Calli bless her was not at all happy being judged so didnt do so well and we have now decided to stop showing her


----------



## Jen26 (Apr 22, 2008)

welldone stacey. i did try to find you but must of missed you. its a shame about calli but if shes not enjoying it your making the right decision.


----------



## staceyscats1 (Feb 17, 2008)

awwww thank you Jen and well doen to your stunning girl !!!
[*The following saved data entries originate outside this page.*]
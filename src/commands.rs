use std::path::PathBuf;

use anyhow::{Context, Result};
use base64::engine::general_purpose::STANDARD as BASE64;
use base64::Engine;
use chrono::NaiveDate;
use colored::*;

use crate::assistant::Assistant;
use crate::config::Config;
use crate::contact::{ContactBook, Person, RelationKind};
use crate::relationship::{self, RelationView};
use crate::store::ContactStore;
use crate::utils;

fn open_store(data_dir: Option<PathBuf>) -> Result<(Config, ContactStore, ContactBook)> {
    let config = Config::new(data_dir)?;
    let store = ContactStore::new(&config);
    let book = store.load();
    Ok((config, store, book))
}

#[allow(clippy::too_many_arguments)]
pub async fn handle_add(
    name: String,
    phone: Option<String>,
    country: Option<String>,
    institute: Option<String>,
    url: Option<String>,
    memo: Option<String>,
    role: Option<String>,
    data_dir: Option<PathBuf>,
) -> Result<()> {
    let (_config, store, mut book) = open_store(data_dir)?;

    let mut person = Person::new(&name);
    person.phone = phone.unwrap_or_default();
    person.country = country.unwrap_or_default();
    person.institute = institute.unwrap_or_default();
    person.profile_url = url;
    person.memo = memo;
    person.role = role;

    println!(
        "✅ Added {} ({})",
        person.name.green(),
        utils::short_id(&person.id).dimmed()
    );

    book.add(person);
    store.save(&book)?;

    Ok(())
}

pub async fn handle_list(
    search: Option<String>,
    sort: String,
    data_dir: Option<PathBuf>,
) -> Result<()> {
    let (_config, _store, book) = open_store(data_dir)?;

    let mut people: Vec<&Person> = match &search {
        Some(query) => book.search(query),
        None => book.people().iter().collect(),
    };

    if people.is_empty() {
        match search {
            Some(query) => println!("{}", format!("No contacts match '{}'", query).yellow()),
            None => println!("{}", "No contacts yet".yellow()),
        }
        return Ok(());
    }

    match sort.as_str() {
        "created" => people.sort_by_key(|p| p.created_at),
        "country" => people.sort_by(|a, b| {
            a.country
                .to_lowercase()
                .cmp(&b.country.to_lowercase())
                .then_with(|| a.name.to_lowercase().cmp(&b.name.to_lowercase()))
        }),
        _ => people.sort_by(|a, b| a.name.to_lowercase().cmp(&b.name.to_lowercase())),
    }

    println!("📒 Contacts ({}):", people.len());
    for person in people {
        println!(
            "  {} {:<22} {:<18} {:<12} {:>2} notes {:>2} links",
            utils::short_id(&person.id).dimmed(),
            person.name.cyan(),
            person.institute,
            person.country,
            person.notes.len(),
            person.links.len()
        );
    }

    Ok(())
}

fn print_relation(view: &RelationView) {
    let direction = if view.direct {
        "→".to_string()
    } else {
        "← recorded by them".dimmed().to_string()
    };
    let memo = view
        .memo
        .as_deref()
        .map(|m| format!("\"{}\"", m))
        .unwrap_or_default();

    println!(
        "  {} {:<22} {:<14} {} {}",
        utils::short_id(&view.person_id).dimmed(),
        view.name.cyan(),
        view.kind.to_string().yellow(),
        direction,
        memo.dimmed()
    );
}

pub async fn handle_show(person: String, data_dir: Option<PathBuf>) -> Result<()> {
    let (_config, _store, book) = open_store(data_dir)?;

    let id = book.resolve_id(&person)?;
    let person = match book.get(&id) {
        Some(person) => person,
        None => return Ok(()),
    };

    println!(
        "👤 {} ({})",
        person.name.cyan().bold(),
        utils::short_id(&person.id).dimmed()
    );
    if let Some(role) = &person.role {
        println!("Role: {}", role.yellow());
    }
    if !person.phone.is_empty() {
        println!("Phone: {}", person.phone);
    }
    if !person.country.is_empty() {
        println!("Country: {}", person.country);
    }
    if !person.institute.is_empty() {
        println!("Institute: {}", person.institute);
    }
    if let Some(url) = &person.profile_url {
        println!("URL: {}", url);
    }
    if let Some(memo) = &person.memo {
        println!("Memo: {}", memo);
    }
    if let Some(avatar) = &person.avatar {
        println!("Avatar: {} bytes", avatar.len());
    }
    println!("Added: {}", person.created_at.format("%Y-%m-%d"));

    if !person.notes.is_empty() {
        println!("\n📝 Notes ({}):", person.notes.len());
        for note in &person.notes {
            println!(
                "  {} {} ({})",
                note.date.format("%Y-%m-%d").to_string().dimmed(),
                note.content,
                utils::short_id(&note.id).dimmed()
            );
        }
    }

    let views = relationship::relation_views(person, &book);
    if !views.is_empty() {
        println!("\n👥 Relationships ({}):", views.len());
        for view in &views {
            print_relation(view);
        }
    }

    Ok(())
}

#[allow(clippy::too_many_arguments)]
pub async fn handle_edit(
    person: String,
    name: Option<String>,
    phone: Option<String>,
    country: Option<String>,
    institute: Option<String>,
    url: Option<String>,
    memo: Option<String>,
    role: Option<String>,
    avatar: Option<PathBuf>,
    data_dir: Option<PathBuf>,
) -> Result<()> {
    let (_config, store, mut book) = open_store(data_dir)?;

    let id = book.resolve_id(&person)?;

    let avatar_payload = match avatar {
        Some(path) => {
            let bytes = std::fs::read(&path)
                .with_context(|| format!("Failed to read {}", path.display()))?;
            Some(BASE64.encode(bytes))
        }
        None => None,
    };

    let person = match book.get_mut(&id) {
        Some(person) => person,
        None => return Ok(()),
    };

    if let Some(name) = name {
        person.name = name;
    }
    if let Some(phone) = phone {
        person.phone = phone;
    }
    if let Some(country) = country {
        person.country = country;
    }
    if let Some(institute) = institute {
        person.institute = institute;
    }
    if let Some(url) = url {
        person.profile_url = Some(url);
    }
    if let Some(memo) = memo {
        person.memo = Some(memo);
    }
    if let Some(role) = role {
        person.role = Some(role);
    }
    if let Some(payload) = avatar_payload {
        person.avatar = Some(payload);
    }

    println!("✅ Updated {}", person.name.green());
    store.save(&book)?;

    Ok(())
}

pub async fn handle_delete(person: String, yes: bool, data_dir: Option<PathBuf>) -> Result<()> {
    let (_config, store, mut book) = open_store(data_dir)?;

    let id = book.resolve_id(&person)?;
    let (name, notes, links) = match book.get(&id) {
        Some(person) => (person.name.clone(), person.notes.len(), person.links.len()),
        None => return Ok(()),
    };

    let prompt = format!(
        "Delete {} ({} notes, {} relationships) and every relationship pointing at them?",
        name, notes, links
    );
    if !yes && !utils::confirm(&prompt) {
        println!("{}", "Cancelled.".yellow());
        return Ok(());
    }

    book.remove(&id);
    store.save(&book)?;

    println!("🗑 Deleted {}", name.red());

    Ok(())
}

pub async fn handle_note_add(
    person: String,
    content: String,
    date: Option<String>,
    polish: bool,
    data_dir: Option<PathBuf>,
) -> Result<()> {
    let (config, store, mut book) = open_store(data_dir)?;

    let id = book.resolve_id(&person)?;

    let date = match date {
        Some(s) => {
            let day = NaiveDate::parse_from_str(&s, "%Y-%m-%d")
                .with_context(|| format!("Invalid date '{}', expected YYYY-MM-DD", s))?;
            Some(day.and_time(chrono::NaiveTime::MIN).and_utc())
        }
        None => None,
    };

    let content = if polish {
        let assistant = Assistant::from_config(&config, None, None);
        let polished = assistant.polish(&content).await;
        if polished != content {
            println!("✨ {}", polished.italic());
        }
        polished
    } else {
        content
    };

    let person = match book.get_mut(&id) {
        Some(person) => person,
        None => return Ok(()),
    };

    let note_id = person.add_note(&content, date);
    println!(
        "📝 Added note to {} ({})",
        person.name.green(),
        utils::short_id(&note_id).dimmed()
    );

    store.save(&book)?;

    Ok(())
}

pub async fn handle_note_list(person: String, data_dir: Option<PathBuf>) -> Result<()> {
    let (_config, _store, book) = open_store(data_dir)?;

    let id = book.resolve_id(&person)?;
    let person = match book.get(&id) {
        Some(person) => person,
        None => return Ok(()),
    };

    if person.notes.is_empty() {
        println!("{}", format!("No notes for {}", person.name).yellow());
        return Ok(());
    }

    println!("📝 Notes for {} ({}):", person.name.cyan(), person.notes.len());
    for note in &person.notes {
        println!(
            "  {} {} ({})",
            note.date.format("%Y-%m-%d").to_string().dimmed(),
            note.content,
            utils::short_id(&note.id).dimmed()
        );
    }

    Ok(())
}

pub async fn handle_note_delete(
    person: String,
    note_id: String,
    yes: bool,
    data_dir: Option<PathBuf>,
) -> Result<()> {
    let (_config, store, mut book) = open_store(data_dir)?;

    let id = book.resolve_id(&person)?;
    let person = match book.get_mut(&id) {
        Some(person) => person,
        None => return Ok(()),
    };

    // Allow the short display prefix as well as the full id
    let full_id = person
        .notes
        .iter()
        .find(|n| n.id == note_id || n.id.starts_with(&note_id))
        .map(|n| n.id.clone())
        .ok_or_else(|| anyhow::anyhow!("Note not found: {}", note_id))?;

    if !yes && !utils::confirm("Delete this note?") {
        println!("{}", "Cancelled.".yellow());
        return Ok(());
    }

    person.delete_note(&full_id)?;
    let name = person.name.clone();
    store.save(&book)?;

    println!("🗑 Deleted note from {}", name);

    Ok(())
}

pub async fn handle_link_add(
    person: String,
    targets: Vec<String>,
    kind: String,
    memo: Option<String>,
    data_dir: Option<PathBuf>,
) -> Result<()> {
    let (_config, store, mut book) = open_store(data_dir)?;

    let focal_id = book.resolve_id(&person)?;

    let mut target_ids = Vec::new();
    for target in &targets {
        let target_id = book.resolve_id(target)?;
        if target_id == focal_id {
            println!(
                "{}",
                format!("Skipping '{}': cannot link a contact to themselves", target).yellow()
            );
            continue;
        }
        target_ids.push(target_id);
    }

    if target_ids.is_empty() {
        println!("{}", "Nothing to link.".yellow());
        return Ok(());
    }

    let kind = RelationKind::parse(&kind);
    relationship::add_links(&mut book, &focal_id, &target_ids, &kind, memo.as_deref())?;
    store.save(&book)?;

    let focal_name = book
        .get(&focal_id)
        .map(|p| p.name.clone())
        .unwrap_or_default();
    println!(
        "🔗 Linked {} to {} contact(s) as {}",
        focal_name.green(),
        target_ids.len(),
        kind.to_string().yellow()
    );

    Ok(())
}

pub async fn handle_link_list(person: String, data_dir: Option<PathBuf>) -> Result<()> {
    let (_config, _store, book) = open_store(data_dir)?;

    let id = book.resolve_id(&person)?;
    let person = match book.get(&id) {
        Some(person) => person,
        None => return Ok(()),
    };

    let views = relationship::relation_views(person, &book);
    if views.is_empty() {
        println!("{}", format!("No relationships for {}", person.name).yellow());
        return Ok(());
    }

    println!("👥 Relationships for {} ({}):", person.name.cyan(), views.len());
    for view in &views {
        print_relation(view);
    }

    Ok(())
}

pub async fn handle_link_remove(
    person: String,
    counterpart: String,
    yes: bool,
    data_dir: Option<PathBuf>,
) -> Result<()> {
    let (_config, store, mut book) = open_store(data_dir)?;

    let focal_id = book.resolve_id(&person)?;
    let counterpart_id = book.resolve_id(&counterpart)?;

    let focal = match book.get(&focal_id) {
        Some(person) => person,
        None => return Ok(()),
    };
    let focal_name = focal.name.clone();

    let views = relationship::relation_views(focal, &book);
    let view = views
        .into_iter()
        .find(|v| v.person_id == counterpart_id)
        .ok_or_else(|| {
            anyhow::anyhow!("No relationship between {} and {}", person, counterpart)
        })?;

    let stored_on = if view.direct {
        format!("recorded on {}", focal_name)
    } else {
        format!("recorded on {}", view.name)
    };
    let prompt = format!(
        "Remove the {} relationship between {} and {} ({})?",
        view.kind, focal_name, view.name, stored_on
    );
    if !yes && !utils::confirm(&prompt) {
        println!("{}", "Cancelled.".yellow());
        return Ok(());
    }

    relationship::remove_relation(&mut book, &focal_id, &view)?;
    store.save(&book)?;

    println!("🗑 Removed relationship with {}", view.name);

    Ok(())
}

pub async fn handle_suggest(
    person: String,
    provider: Option<String>,
    model: Option<String>,
    data_dir: Option<PathBuf>,
) -> Result<()> {
    let (config, _store, book) = open_store(data_dir)?;

    let id = book.resolve_id(&person)?;
    let person = match book.get(&id) {
        Some(person) => person,
        None => return Ok(()),
    };

    // Notes are newest-first, so this is the most recent context
    let recent: Vec<String> = person
        .notes
        .iter()
        .take(5)
        .map(|n| n.content.clone())
        .collect();

    let assistant = Assistant::from_config(&config, provider, model);
    let suggestions = assistant.suggest(&person.name, &recent).await;

    if suggestions.is_empty() {
        println!("{}", "No suggestions available.".yellow());
        return Ok(());
    }

    println!("💡 Conversation starters for {}:", person.name.cyan());
    for (i, suggestion) in suggestions.iter().enumerate() {
        println!("  {}. {}", (i + 1).to_string().cyan(), suggestion);
    }

    Ok(())
}

pub async fn handle_polish(
    text: String,
    provider: Option<String>,
    model: Option<String>,
    data_dir: Option<PathBuf>,
) -> Result<()> {
    let config = Config::new(data_dir)?;

    let assistant = Assistant::from_config(&config, provider, model);
    let polished = assistant.polish(&text).await;

    println!("{}", polished);

    Ok(())
}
Yes Calli really didnt like it which is such a huge shame as they judge report was brill  but she hates to be judged so for her best interest and health we have decided to stop  
But Mo will carry on as she loves it bless her lol


----------



## janet001 (Apr 30, 2008)

*WOW congratulations that's fantastic news :thumbup:*

A shame about Calli, same thing we had with Ash


----------



## colliemerles (Nov 2, 2007)

congrats love, and great pictures,


----------



## staceyscats1 (Feb 17, 2008)

janet001 said:


> *WOW congratulations that's fantastic news :thumbup:*
> 
> A shame about Calli, same thing we had with Ash


Thank you Janet , yes such a shame with Calli bless her  but as long as she is happy thats the important thing !


----------



## staceyscats1 (Feb 17, 2008)

colliemerles said:


> congrats love, and great pictures,


awww thank you , just wish now i took more lol


----------



## marlynaveve (Aug 13, 2008)

Congratulations and well done Mo, such a shame about Calli, but cats will be cats thats why we love 'em 
Mary
x


----------



## Siamese Kelly (Jan 6, 2008)

TO YOU MO AND STACET-WELL DONE LOVE,Shame about Calli but some are just happy being private,home divas


----------



## Saikou (Apr 2, 2008)

Mo looks stunning. Calli also did well getting a glowing report from the judge :thumbup: I think the Supreme hall is very daunting for some as it so huge and noisy and completely different from anything they have been in before.


----------



## Toby & Darwin (May 26, 2008)

Congratulations, fantastic results!!!!

I never managed to get round and see all the cats yesterday but your photos are great. 

WELL DONE


----------



## staceyscats1 (Feb 17, 2008)

awww thank you all !!


----------



## Leah100 (Aug 17, 2008)

Congratulations!


----------